Insider trading with insider trading accounts can do more good than harm to a company’s future market, however, using a company’s cash for treasury share buybacks is mostly a bad decision based on historical data.
Winston Chua, data analyst at Informa Financial Intelligence, said insider share sales hit a 14-year high in the first quarter of this year, and at the same time, corporate treasury share buybacks are accelerating, with total buybacks in the first quarter being the largest in the past seven quarters.

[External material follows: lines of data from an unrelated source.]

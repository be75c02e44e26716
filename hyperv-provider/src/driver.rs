//! Entry point for reconciliation calls.
//!
//! Callers pass JSON documents; the driver decodes them into the descriptor of
//! the requested kind, runs the matching reconciler and encodes the observed
//! state back to JSON.

use std::sync::Arc;

use hyperv_mgmt::ManagementTransport;
use serde::de::DeserializeOwned;
use serde::{Deserialize, Serialize};
use tokio_util::sync::CancellationToken;

use crate::audit::ProviderAuditLogger;
use crate::config::ProviderConfig;
use crate::context::ReconcileContext;
use crate::error::{ReconcileError, Result};
use crate::reconciler::{
    MachineReconciler, NetworkAdapterReconciler, Reconciler, VhdFileReconciler, VirtualSwitchReconciler,
};
use crate::resources::ResourceKind;

/// Identity and observed state of a reconciled resource.
#[derive(Debug, Clone, PartialEq, Serialize, Deserialize)]
pub struct ReconciliationOutcome {
    pub identity: String,
    pub state: serde_json::Value,
}

pub struct ReconciliationDriver {
    ctx: ReconcileContext,
}

impl ReconciliationDriver {
    pub fn new(config: &ProviderConfig, transport: Arc<dyn ManagementTransport>, audit: Arc<ProviderAuditLogger>) -> Self {
        let sessions = config.session_provider(transport);
        Self::from_context(ReconcileContext::new(
            config.host.clone(),
            sessions,
            config.job_tracker(),
            audit,
        ))
    }

    pub fn from_context(ctx: ReconcileContext) -> Self {
        Self { ctx }
    }

    pub fn context(&self) -> &ReconcileContext {
        &self.ctx
    }

    fn call_context(&self, cancel: &CancellationToken) -> ReconcileContext {
        self.ctx.clone().with_cancel(cancel.clone())
    }

    pub async fn create(
        &self,
        kind: ResourceKind,
        name: &str,
        desired: serde_json::Value,
        dry_run: bool,
        cancel: &CancellationToken,
    ) -> Result<ReconciliationOutcome> {
        let ctx = self.call_context(cancel);
        match kind {
            ResourceKind::Machine => create_with(&MachineReconciler, &ctx, name, desired, dry_run).await,
            ResourceKind::VhdFile => create_with(&VhdFileReconciler, &ctx, name, desired, dry_run).await,
            ResourceKind::VirtualSwitch => create_with(&VirtualSwitchReconciler, &ctx, name, desired, dry_run).await,
            ResourceKind::NetworkAdapter => create_with(&NetworkAdapterReconciler, &ctx, name, desired, dry_run).await,
        }
    }

    /// `desired` may be omitted when the caller only knows the identity.
    pub async fn read(
        &self,
        kind: ResourceKind,
        id: &str,
        desired: Option<serde_json::Value>,
        dry_run: bool,
        cancel: &CancellationToken,
    ) -> Result<ReconciliationOutcome> {
        let ctx = self.call_context(cancel);
        let desired = desired.unwrap_or_else(empty_document);
        match kind {
            ResourceKind::Machine => read_with(&MachineReconciler, &ctx, id, desired, dry_run).await,
            ResourceKind::VhdFile => read_with(&VhdFileReconciler, &ctx, id, desired, dry_run).await,
            ResourceKind::VirtualSwitch => read_with(&VirtualSwitchReconciler, &ctx, id, desired, dry_run).await,
            ResourceKind::NetworkAdapter => read_with(&NetworkAdapterReconciler, &ctx, id, desired, dry_run).await,
        }
    }

    pub async fn update(
        &self,
        kind: ResourceKind,
        id: &str,
        previous: serde_json::Value,
        desired: serde_json::Value,
        dry_run: bool,
        cancel: &CancellationToken,
    ) -> Result<ReconciliationOutcome> {
        let ctx = self.call_context(cancel);
        match kind {
            ResourceKind::Machine => update_with(&MachineReconciler, &ctx, id, previous, desired, dry_run).await,
            ResourceKind::VhdFile => update_with(&VhdFileReconciler, &ctx, id, previous, desired, dry_run).await,
            ResourceKind::VirtualSwitch => {
                update_with(&VirtualSwitchReconciler, &ctx, id, previous, desired, dry_run).await
            }
            ResourceKind::NetworkAdapter => {
                update_with(&NetworkAdapterReconciler, &ctx, id, previous, desired, dry_run).await
            }
        }
    }

    pub async fn delete(
        &self,
        kind: ResourceKind,
        id: &str,
        observed: Option<serde_json::Value>,
        dry_run: bool,
        cancel: &CancellationToken,
    ) -> Result<()> {
        let ctx = self.call_context(cancel);
        let observed = observed.unwrap_or_else(empty_document);
        match kind {
            ResourceKind::Machine => delete_with(&MachineReconciler, &ctx, id, observed, dry_run).await,
            ResourceKind::VhdFile => delete_with(&VhdFileReconciler, &ctx, id, observed, dry_run).await,
            ResourceKind::VirtualSwitch => delete_with(&VirtualSwitchReconciler, &ctx, id, observed, dry_run).await,
            ResourceKind::NetworkAdapter => delete_with(&NetworkAdapterReconciler, &ctx, id, observed, dry_run).await,
        }
    }
}

fn empty_document() -> serde_json::Value {
    serde_json::Value::Object(serde_json::Map::new())
}

fn decode<T: DeserializeOwned>(kind: ResourceKind, document: serde_json::Value) -> Result<T> {
    serde_json::from_value(document).map_err(|source| ReconcileError::Document { kind, source })
}

fn outcome<T: Serialize>(kind: ResourceKind, identity: String, state: &T) -> Result<ReconciliationOutcome> {
    let state = serde_json::to_value(state).map_err(|source| ReconcileError::Document { kind, source })?;
    Ok(ReconciliationOutcome { identity, state })
}

async fn create_with<R: Reconciler>(
    reconciler: &R,
    ctx: &ReconcileContext,
    name: &str,
    desired: serde_json::Value,
    dry_run: bool,
) -> Result<ReconciliationOutcome> {
    let inputs: R::Inputs = decode(R::KIND, desired)?;
    let (identity, outputs) = reconciler
        .create(ctx, name, &inputs, dry_run)
        .await
        .inspect_err(|e| {
            let id = reconciler.identity(&inputs, name);
            ctx.audit().operation_failed(R::KIND, &id, "create", e)
        })?;
    outcome(R::KIND, identity, &outputs)
}

async fn read_with<R: Reconciler>(
    reconciler: &R,
    ctx: &ReconcileContext,
    id: &str,
    desired: serde_json::Value,
    dry_run: bool,
) -> Result<ReconciliationOutcome> {
    let inputs: R::Inputs = decode(R::KIND, desired)?;
    let (identity, outputs) = reconciler.read(ctx, id, &inputs, dry_run).await?;
    outcome(R::KIND, identity, &outputs)
}

async fn update_with<R: Reconciler>(
    reconciler: &R,
    ctx: &ReconcileContext,
    id: &str,
    previous: serde_json::Value,
    desired: serde_json::Value,
    dry_run: bool,
) -> Result<ReconciliationOutcome> {
    let olds: R::Outputs = decode(R::KIND, previous)?;
    let news: R::Inputs = decode(R::KIND, desired)?;
    let outputs = reconciler
        .update(ctx, id, &olds, &news, dry_run)
        .await
        .inspect_err(|e| ctx.audit().operation_failed(R::KIND, id, "update", e))?;
    outcome(R::KIND, id.to_string(), &outputs)
}

async fn delete_with<R: Reconciler>(
    reconciler: &R,
    ctx: &ReconcileContext,
    id: &str,
    observed: serde_json::Value,
    dry_run: bool,
) -> Result<()> {
    let outputs: R::Outputs = decode(R::KIND, observed)?;
    reconciler
        .delete(ctx, id, &outputs, dry_run)
        .await
        .inspect_err(|e| ctx.audit().operation_failed(R::KIND, id, "delete", e))
}
//! Virtual hard disk file descriptor.

use serde::{Deserialize, Serialize};

pub const DEFAULT_BLOCK_SIZE: u32 = 512;

#[derive(Debug, Clone, Default, PartialEq, Serialize, Deserialize)]
#[serde(rename_all = "camelCase", default)]
pub struct VhdFileInputs {
    #[serde(skip_serializing_if = "Option::is_none")]
    pub path: Option<String>,
    #[serde(skip_serializing_if = "Option::is_none")]
    pub size_bytes: Option<u64>,
    #[serde(skip_serializing_if = "Option::is_none")]
    pub block_size: Option<u32>,
    #[serde(skip_serializing_if = "Option::is_none")]
    pub parent_path: Option<String>,
    #[serde(skip_serializing_if = "Option::is_none")]
    pub disk_type: Option<String>,
}

#[derive(Debug, Clone, Copy, PartialEq, Eq)]
pub enum DiskType {
    Fixed,
    Dynamic,
    Differencing,
}

impl DiskType {
    /// Anything other than `fixed` or `differencing` is a dynamic disk.
    pub fn resolve(value: Option<&str>) -> Self {
        match value {
            Some(v) if v.eq_ignore_ascii_case("fixed") => Self::Fixed,
            Some(v) if v.eq_ignore_ascii_case("differencing") => Self::Differencing,
            _ => Self::Dynamic,
        }
    }

    pub fn from_code(code: u64) -> Option<Self> {
        match code {
            2 => Some(Self::Fixed),
            3 => Some(Self::Dynamic),
            4 => Some(Self::Differencing),
            _ => None,
        }
    }

    pub fn code(&self) -> u16 {
        match self {
            Self::Fixed => 2,
            Self::Dynamic => 3,
            Self::Differencing => 4,
        }
    }

    pub fn as_str(&self) -> &'static str {
        match self {
            Self::Fixed => "fixed",
            Self::Dynamic => "dynamic",
            Self::Differencing => "differencing",
        }
    }
}

#[derive(Debug, Clone, Copy, PartialEq, Eq)]
pub enum DiskFormat {
    Vhd,
    Vhdx,
}

impl DiskFormat {
    /// `.vhd` files are VHD, everything else VHDX.
    pub fn from_path(path: &str) -> Self {
        let is_vhd = path
            .rsplit_once('.')
            .is_some_and(|(_, ext)| ext.eq_ignore_ascii_case("vhd"));
        if is_vhd { Self::Vhd } else { Self::Vhdx }
    }

    pub fn code(&self) -> u16 {
        match self {
            Self::Vhd => 2,
            Self::Vhdx => 3,
        }
    }
}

In terms of the S&P 500, the lowest treasury share repurchase rates over the past 15 years occurred at the bear market lows of March 2009 and March 2020. In theory, the timing of corporate execution of treasury share buybacks, if judged properly, should result in the highest treasury share repurchase rate during a bear market, not the lowest.
Change in S&P 500 treasury buyback rate (Chart: Marketwatch)
Rob Arnott, founder of Research Affiliates, says the trend of insider buying and treasury buybacks is no coincidence, as corporate executives are able to sell their holdings during the announcement of treasury buybacks without affecting market liquidity.
That’s Arnott’s hypothesis, but academics such as Alex Edmans of the London Business School found a similar phenomenon in the Equity Vesting month of news investment strategies published in the Review of Financial Studies in 2018.
The study found that U.S. corporate executives typically manipulate news during equity vesting months, increasing the frequency of positive news and delaying or suppressing neutral, negative news.
One of the ways that executives manipulate this positive news strategy is by announcing the timing of new stock buybacks. The study concluded that the CEO’s manipulation led to a temporary increase in stock prices and market liquidity, which the CEO was then able to profitably close.
This demonstrates why the stock market remains so strong when executives sell off their shares. The increase in share buybacks mitigates the correction of the sell-off, while historical data also suggests that treasury buybacks only temporarily delay the impact of insider selling.